A Session is the top-level container for one or more Run objects. It typically maps to a user session, a conversation, or a single request lifecycle. Create sessions through Northstar.session(), never by instantiating Session directly.

with client.session(metadata={"user_id": "u_123"}) as session:
    with session.run("my-agent") as run:
        run.record_user_input("Hello!")
        run.record_final_response("Hi there!")

UUID

required

Auto-generated unique identifier for this session. Set to a random uuid4 by default.

project_id

UUID | None

Assigned by the backend during authenticated ingestion. None before the first flush — the ingest endpoint stamps the correct value.

created_at

datetime

UTC timestamp when the session was created. Defaults to the current UTC time.

ended_at

datetime | None

UTC timestamp set automatically when the session’s __exit__ method is called. None while the session is still open.

metadata

dict[str, Any]

Arbitrary key-value pairs attached to the session (e.g., user_id, environment, ab_group). Defaults to an empty dict.

Session.__exit__ sets ended_at, enqueues the session record, and calls client.flush() synchronously. If an exception propagated from inside the with block, it is re-raised after flushing.

Run

A Run represents a single agent execution inside a session — a turn, a job, or an end-to-end invocation. Create runs through Session.run(). The status field transitions automatically: it starts as RUNNING, becomes OK on clean exit, and becomes ERROR if an exception escapes the with block.
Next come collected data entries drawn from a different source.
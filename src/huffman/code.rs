//! Huffman code trees: greedy construction, header (de)serialization and
//! per-symbol encode/decode.

use std::collections::{BTreeMap, HashMap};

use crate::error::{CompressError, Result};
use crate::io::{BitReader, BitWriter};
use crate::priority_queue::{PriorityQueue, DEFAULT_CAPACITY};

/// Occurrence count per byte value. Symbols that never occur are absent.
pub type FrequencyTable = BTreeMap<u8, u64>;

/// Header marker preceding a leaf symbol.
const LEAF: bool = false;
/// Header marker preceding a left and a right subtree.
const PARENT: bool = true;

/// Codeword bit for descending to the left child.
const LEFT: bool = false;
/// Codeword bit for descending to the right child.
const RIGHT: bool = true;

/// Index of a node in a [`HuffmanCode`]'s arena.
#[derive(Debug, Clone, Copy, PartialEq, Eq, Hash)]
pub struct NodeId(usize);

#[derive(Debug, Clone, Copy, PartialEq, Eq)]
pub enum NodeKind {
    Leaf(u8),
    Internal { left: NodeId, right: NodeId },
}

#[derive(Debug, Clone)]
pub struct HuffmanNode {
    kind: NodeKind,
    weight: u64,
    parent: Option<NodeId>,
}

impl HuffmanNode {
    pub fn kind(&self) -> NodeKind {
        self.kind
    }

    pub fn is_leaf(&self) -> bool {
        matches!(self.kind, NodeKind::Leaf(_))
    }

    pub fn is_root(&self) -> bool {
        self.parent.is_none()
    }

    pub fn symbol(&self) -> Option<u8> {
        match self.kind {
            NodeKind::Leaf(symbol) => Some(symbol),
            NodeKind::Internal { .. } => None,
        }
    }

    pub fn children(&self) -> Option<(NodeId, NodeId)> {
        match self.kind {
            NodeKind::Leaf(_) => None,
            NodeKind::Internal { left, right } => Some((left, right)),
        }
    }

    /// Frequency for leaves, sum of the children for internal nodes. Trees
    /// read back from a header carry zero weights.
    pub fn weight(&self) -> u64 {
        self.weight
    }

    pub fn parent(&self) -> Option<NodeId> {
        self.parent
    }
}

/// Node storage shared by both ways of building a tree. Children are linked
/// to their parent when the parent is created.
#[derive(Default)]
struct Arena {
    nodes: Vec<HuffmanNode>,
}

impl Arena {
    fn leaf(&mut self, symbol: u8, weight: u64) -> NodeId {
        self.push(NodeKind::Leaf(symbol), weight)
    }

    fn internal(&mut self, left: NodeId, right: NodeId) -> NodeId {
        let weight = self.nodes[left.0].weight + self.nodes[right.0].weight;
        let id = self.push(NodeKind::Internal { left, right }, weight);
        self.nodes[left.0].parent = Some(id);
        self.nodes[right.0].parent = Some(id);
        id
    }

    fn push(&mut self, kind: NodeKind, weight: u64) -> NodeId {
        let id = NodeId(self.nodes.len());
        self.nodes.push(HuffmanNode {
            kind,
            weight,
            parent: None,
        });
        id
    }
}

/// A queued subtree during construction.
struct Subtree {
    weight: u64,
    id: NodeId,
}

/// An immutable prefix code over byte symbols.
#[derive(Debug, Clone)]
pub struct HuffmanCode {
    nodes: Vec<HuffmanNode>,
    root: NodeId,
    leaves: HashMap<u8, NodeId>,
    codewords: HashMap<u8, Vec<bool>>,
}

impl HuffmanCode {
    /// Builds a code with Huffman's greedy merge. Fails with
    /// `InvalidArgument` if `freqs` is empty.
    pub fn from_frequencies(freqs: &FrequencyTable) -> Result<Self> {
        Self::build(freqs, DEFAULT_CAPACITY)
    }

    pub(crate) fn build(freqs: &FrequencyTable, queue_capacity: usize) -> Result<Self> {
        if freqs.is_empty() {
            return Err(CompressError::invalid_argument(
                "cannot build a Huffman code from an empty frequency table",
            ));
        }

        let mut arena = Arena::default();
        let mut queue = PriorityQueue::with_capacity_and_comparator(
            queue_capacity,
            |a: &Subtree, b: &Subtree| a.weight.cmp(&b.weight),
        )?;

        for (&symbol, &weight) in freqs {
            let id = arena.leaf(symbol, weight);
            queue.offer(Subtree { weight, id });
        }

        while let Some(left) = queue.poll() {
            let Some(right) = queue.poll() else {
                return Ok(Self::from_arena(arena, left.id));
            };
            let id = arena.internal(left.id, right.id);
            let weight = arena.nodes[id.0].weight;
            queue.offer(Subtree { weight, id });
        }

        Err(CompressError::invalid_argument("no subtree left after merging"))
    }

    /// Reads a tree written by [`write_header`](Self::write_header).
    ///
    /// Parent markers push a placeholder; each leaf is pushed and the top of
    /// the stack is collapsed while it reads placeholder, child, child. The
    /// header ends once a single complete tree remains.
    pub fn read_header<R: BitReader + ?Sized>(reader: &mut R) -> Result<Self> {
        let mut arena = Arena::default();
        let mut stack: Vec<Option<NodeId>> = Vec::new();
        let mut seen = [false; 256];

        while let Some(bit) = reader.read_bit()? {
            if bit == PARENT {
                stack.push(None);
                continue;
            }

            let symbol = reader
                .read_byte()?
                .ok_or_else(|| CompressError::invalid_format("header ends before a leaf symbol"))?;
            if std::mem::replace(&mut seen[symbol as usize], true) {
                return Err(CompressError::invalid_format(format!(
                    "header holds symbol 0x{:02x} more than once",
                    symbol
                )));
            }
            stack.push(Some(arena.leaf(symbol, 0)));

            while let [.., None, Some(left), Some(right)] = stack[..] {
                stack.truncate(stack.len() - 3);
                stack.push(Some(arena.internal(left, right)));
            }

            if stack.len() == 1 {
                break;
            }
        }

        match stack[..] {
            [Some(root)] => Ok(Self::from_arena(arena, root)),
            _ => Err(CompressError::invalid_format(
                "header does not describe exactly one tree",
            )),
        }
    }

    fn from_arena(arena: Arena, root: NodeId) -> Self {
        let leaves: HashMap<u8, NodeId> = arena
            .nodes
            .iter()
            .enumerate()
            .filter_map(|(index, node)| node.symbol().map(|symbol| (symbol, NodeId(index))))
            .collect();
        let codewords = leaves
            .iter()
            .map(|(&symbol, &leaf)| (symbol, path_to_leaf(&arena.nodes, leaf)))
            .collect();
        Self {
            nodes: arena.nodes,
            root,
            leaves,
            codewords,
        }
    }

    /// Writes the tree in pre-order: `LEAF` then the symbol byte for a leaf,
    /// `PARENT` then the left and right subtrees for an internal node.
    pub fn write_header<W: BitWriter + ?Sized>(&self, writer: &mut W) -> Result<()> {
        self.write_subtree(self.root, writer)
    }

    fn write_subtree<W: BitWriter + ?Sized>(&self, id: NodeId, writer: &mut W) -> Result<()> {
        match self.node(id).kind {
            NodeKind::Leaf(symbol) => {
                writer.write_bit(LEAF)?;
                writer.write_byte(symbol)
            }
            NodeKind::Internal { left, right } => {
                writer.write_bit(PARENT)?;
                self.write_subtree(left, writer)?;
                self.write_subtree(right, writer)
            }
        }
    }

    /// Writes the codeword for `symbol`. A single-leaf tree writes nothing.
    pub fn encode<W: BitWriter + ?Sized>(&self, symbol: u8, writer: &mut W) -> Result<()> {
        let path = self.codeword(symbol).ok_or_else(|| {
            CompressError::invalid_argument(format!(
                "symbol 0x{:02x} is not part of this code",
                symbol
            ))
        })?;
        for &bit in path {
            writer.write_bit(bit)?;
        }
        Ok(())
    }

    /// Follows codeword bits from the root to a leaf and returns its symbol.
    pub fn decode<R: BitReader + ?Sized>(&self, reader: &mut R) -> Result<u8> {
        let mut id = self.root;
        loop {
            match self.node(id).kind {
                NodeKind::Leaf(symbol) => return Ok(symbol),
                NodeKind::Internal { left, right } => {
                    let bit = reader
                        .read_bit()?
                        .ok_or(CompressError::UnexpectedEof("Huffman codeword"))?;
                    id = if bit == RIGHT { right } else { left };
                }
            }
        }
    }

    /// Root-to-leaf path for `symbol`, or `None` if the code lacks it.
    pub fn codeword(&self, symbol: u8) -> Option<&[bool]> {
        self.codewords.get(&symbol).map(Vec::as_slice)
    }

    /// Every symbol paired with its codeword.
    pub fn codebook(&self) -> BTreeMap<u8, Vec<bool>> {
        self.codewords
            .iter()
            .map(|(&symbol, path)| (symbol, path.clone()))
            .collect()
    }

    pub fn root(&self) -> NodeId {
        self.root
    }

    pub fn node(&self, id: NodeId) -> &HuffmanNode {
        &self.nodes[id.0]
    }

    pub fn node_count(&self) -> usize {
        self.nodes.len()
    }

    pub fn symbol_count(&self) -> usize {
        self.leaves.len()
    }

    pub fn contains(&self, symbol: u8) -> bool {
        self.leaves.contains_key(&symbol)
    }

    /// Arena index of a node, stable for the lifetime of the code.
    pub fn index(&self, id: NodeId) -> usize {
        id.0
    }
}

/// Walks parent links from `leaf` to the root, then reverses the turns.
fn path_to_leaf(nodes: &[HuffmanNode], leaf: NodeId) -> Vec<bool> {
    let mut current = leaf;
    let mut path = Vec::new();
    while let Some(parent) = nodes[current.0].parent {
        let is_left =
            matches!(nodes[parent.0].kind, NodeKind::Internal { left, .. } if left == current);
        path.push(if is_left { LEFT } else { RIGHT });
        current = parent;
    }
    path.reverse();
    path
}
with session.run("research-agent", metadata={"query": "..."}) as run:
    run.record_user_input("What is the weather in Paris?")
    with run.span("search", kind=SpanKind.TOOL) as span:
        ...
    run.record_final_response("It is 22°C and sunny.")

UUID

required

Auto-generated unique identifier for this run.

session_id

UUID

required

The id of the parent Session. Set automatically when created via Session.run().

name

str

required

A human-readable label for this run, e.g. "research-agent" or "support-ticket-handler".

status

RunStatus

Current status of the run. Starts as RunStatus.RUNNING. Set to RunStatus.OK or RunStatus.ERROR on __exit__. Defaults to RunStatus.RUNNING.

error

dict[str, Any] | None

Populated automatically when an exception escapes the with block. Contains type, message, and module keys. None on success.

metadata

dict[str, Any]

Arbitrary key-value pairs. After the run exits, the SDK also writes aggregated cost_usd, total_input_tokens, and total_output_tokens into metadata if any child model spans recorded usage. Defaults to an empty dict.

started_at

datetime

UTC timestamp set when the Run object is created. Defaults to the current UTC time.

ended_at

datetime | None

UTC timestamp set automatically on __exit__. None while the run is still in progress.

Span

A Span is a nestable unit of work inside a Run. Spans can represent a model call, a tool invocation, a retrieval step, or any custom segment. They form a parent-child tree: the SDK tracks the currently active span per run, so nested with run.span(...) blocks automatically set parent_span_id.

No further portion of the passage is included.